With the shared mount, the failure mode was ambiguity:
- is the file missing?
- is the listing stale?
- did the write land remotely?
- did one machine cache an empty directory?
With Git, the failure mode is explicit:
- you pulled or you did not
- you pushed or you did not
- there is a commit or there is not
- the other machine has fetched it or it has not
That framing matters. For low-frequency cross-machine agent coordination, explicit synchronization is usually better than fake shared state.
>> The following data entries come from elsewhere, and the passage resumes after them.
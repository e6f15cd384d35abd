//! `scf` dialect: structured control flow.
//!
//! `scf.for` and `scf.if` own their bodies as nested regions, and every
//! block of those regions is closed by an `scf.terminator` marker instead of
//! a branch. None of these ops produce results.

use crate::context::{IrContext, OperationDataBuilder};
use crate::location::Location;
use crate::ops::{Arity, OpShape};
use crate::refs::{RegionRef, ValueRef};
use crate::symbol::Symbol;

crate::define_op! {
    /// `scf.for %lb to %ub step %step`: counted loop whose body entry block
    /// takes the induction variable as its single argument.
    pub struct For = "scf"."for", OpShape {
        operands: Arity::Exact(3),
        regions: Arity::Exact(1),
        ..OpShape::NULLARY
    };
}

crate::define_op! {
    /// `scf.if %cond`: then region plus an optional else region.
    pub struct If = "scf"."if", OpShape {
        operands: Arity::Exact(1),
        regions: Arity::Between(1, 2),
        ..OpShape::NULLARY
    };
}

crate::define_op! {
    /// `scf.terminator`: closes a block of a structured region.
    pub struct Terminator = "scf"."terminator", OpShape::NULLARY;
}

pub fn r#for(
    ctx: &mut IrContext,
    location: Location,
    lower_bound: ValueRef,
    upper_bound: ValueRef,
    step: ValueRef,
    body: RegionRef,
) -> For {
    let data = OperationDataBuilder::new(location, Symbol::new("scf"), Symbol::new("for"))
        .operand(lower_bound)
        .operand(upper_bound)
        .operand(step)
        .region(body)
        .build(ctx);
    For(ctx.create_op(data))
}

pub fn r#if(
    ctx: &mut IrContext,
    location: Location,
    cond: ValueRef,
    then_region: RegionRef,
    else_region: Option<RegionRef>,
) -> If {
    let mut builder = OperationDataBuilder::new(location, Symbol::new("scf"), Symbol::new("if"))
        .operand(cond)
        .region(then_region);
    if let Some(region) = else_region {
        builder = builder.region(region);
    }
    let data = builder.build(ctx);
    If(ctx.create_op(data))
}

pub fn terminator(ctx: &mut IrContext, location: Location) -> Terminator {
    let data = OperationDataBuilder::new(location, Symbol::new("scf"), Symbol::new("terminator"))
        .build(ctx);
    Terminator(ctx.create_op(data))
}

impl For {
    pub fn lower_bound(self, ctx: &IrContext) -> ValueRef {
        ctx.op_operands(self.0)[0]
    }

    pub fn upper_bound(self, ctx: &IrContext) -> ValueRef {
        ctx.op_operands(self.0)[1]
    }

    pub fn step(self, ctx: &IrContext) -> ValueRef {
        ctx.op_operands(self.0)[2]
    }

    pub fn body(self, ctx: &IrContext) -> RegionRef {
        ctx.op(self.0).regions[0]
    }

    /// First argument of the body's entry block.
    pub fn induction_var(self, ctx: &IrContext) -> Option<ValueRef> {
        let entry = ctx.region_entry(self.body(ctx))?;
        ctx.block_args(entry).first().copied()
    }
}

impl If {
    pub fn cond(self, ctx: &IrContext) -> ValueRef {
        ctx.op_operands(self.0)[0]
    }

    pub fn then_region(self, ctx: &IrContext) -> RegionRef {
        ctx.op(self.0).regions[0]
    }

    pub fn else_region(self, ctx: &IrContext) -> Option<RegionRef> {
        ctx.op(self.0).regions.get(1).copied()
    }

    /// Else region if it exists and holds at least one block.
    pub fn non_empty_else(self, ctx: &IrContext) -> Option<RegionRef> {
        self.else_region(ctx)
            .filter(|&r| !ctx.region(r).blocks.is_empty())
    }
}

#[cfg(test)]
mod tests {
    use super::*;
    use crate::context::{BlockData, RegionData};
    use crate::dialect::arith;
    use crate::location::Span;
    use crate::ops::{ConversionError, DialectOp};
    use smallvec::smallvec;

    fn test_ctx() -> (IrContext, Location) {
        let mut ctx = IrContext::new();
        let path = ctx.paths.intern("file:///scf.st".to_owned());
        (ctx, Location::new(path, Span::new(0, 0)))
    }

    fn body_with_iv(ctx: &mut IrContext, loc: Location) -> RegionRef {
        let i64_ty = ctx.types.core("i64");
        let block = ctx.create_block(BlockData::new(loc, [i64_ty]));
        let term = terminator(ctx, loc);
        ctx.push_op(block, term.op_ref());
        ctx.create_region(RegionData {
            location: loc,
            blocks: smallvec![block],
            parent_op: None,
        })
    }

    #[test]
    fn for_accessors_follow_operand_order() {
        let (mut ctx, loc) = test_ctx();
        let i64_ty = ctx.types.core("i64");
        let lb = arith::r#const(&mut ctx, loc, i64_ty, 0).result(&ctx);
        let ub = arith::r#const(&mut ctx, loc, i64_ty, 10).result(&ctx);
        let step = arith::r#const(&mut ctx, loc, i64_ty, 1).result(&ctx);
        let body = body_with_iv(&mut ctx, loc);

        let for_op = r#for(&mut ctx, loc, lb, ub, step, body);
        let again = For::from_op(&ctx, for_op.op_ref()).expect("should match scf.for");

        assert_eq!(again, for_op);
        assert_eq!(for_op.lower_bound(&ctx), lb);
        assert_eq!(for_op.upper_bound(&ctx), ub);
        assert_eq!(for_op.step(&ctx), step);
        assert_eq!(for_op.body(&ctx), body);
        let entry = ctx.region_entry(body).unwrap();
        assert_eq!(for_op.induction_var(&ctx), Some(ctx.block_arg(entry, 0)));
        assert_eq!(ctx.region(body).parent_op, Some(for_op.op_ref()));
    }

    #[test]
    fn if_without_else_has_no_else_region() {
        let (mut ctx, loc) = test_ctx();
        let i1 = ctx.types.core("i1");
        let cond = arith::r#const(&mut ctx, loc, i1, 1).result(&ctx);
        let then_region = body_with_iv(&mut ctx, loc);
        let empty = ctx.create_region(RegionData {
            location: loc,
            blocks: smallvec![],
            parent_op: None,
        });

        let bare = r#if(&mut ctx, loc, cond, then_region, None);
        assert_eq!(bare.else_region(&ctx), None);

        let then_region = body_with_iv(&mut ctx, loc);
        let with_empty = r#if(&mut ctx, loc, cond, then_region, Some(empty));
        assert_eq!(with_empty.else_region(&ctx), Some(empty));
        assert_eq!(with_empty.non_empty_else(&ctx), None);
    }

    #[test]
    fn from_op_rejects_wrong_operation() {
        let (mut ctx, loc) = test_ctx();
        let term = terminator(&mut ctx, loc);
        let err = For::from_op(&ctx, term.op_ref()).unwrap_err();
        assert_eq!(
            err,
            ConversionError::WrongOperation {
                expected: "scf.for",
                actual: "scf.terminator".to_owned(),
            }
        );
        assert!(Terminator::matches(&ctx, term.op_ref()));
    }

    #[test]
    fn from_op_rejects_malformed_for() {
        let (mut ctx, loc) = test_ctx();
        let i64_ty = ctx.types.core("i64");
        let lb = arith::r#const(&mut ctx, loc, i64_ty, 0).result(&ctx);
        let body = body_with_iv(&mut ctx, loc);
        let data = OperationDataBuilder::new(loc, Symbol::new("scf"), Symbol::new("for"))
            .operand(lb)
            .region(body)
            .build(&mut ctx);
        let op = ctx.create_op(data);

        assert!(For::matches(&ctx, op));
        let err = For::from_op(&ctx, op).unwrap_err();
        assert_eq!(err.to_string(), "`scf.for` expects 3 operand(s), found 1");
    }
}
The Rule I Would Use Again
If I had to compress the whole project into one rule, it would be this:
Do not share live runtime state between agent instances. Share only durable surfaces.
In practice that means:
- keep sessions local
- keep logs local
- keep caches local
- keep auth local
- sync skills explicitly
- sync profile memory explicitly
- treat messages as durable artifacts, not ephemeral transport
The shared filesystem design taught me something useful even though I abandoned it. The naive version of multi-agent coordination always reaches for a shared directory first because it feels simple. But simplicity at the interface layer is not simplicity at the systems layer.
The moment your message bus can lie to you for 30 minutes, it is not a bus anymore.
Git was slower on paper and simpler in practice. That is the trade-off that actually mattered.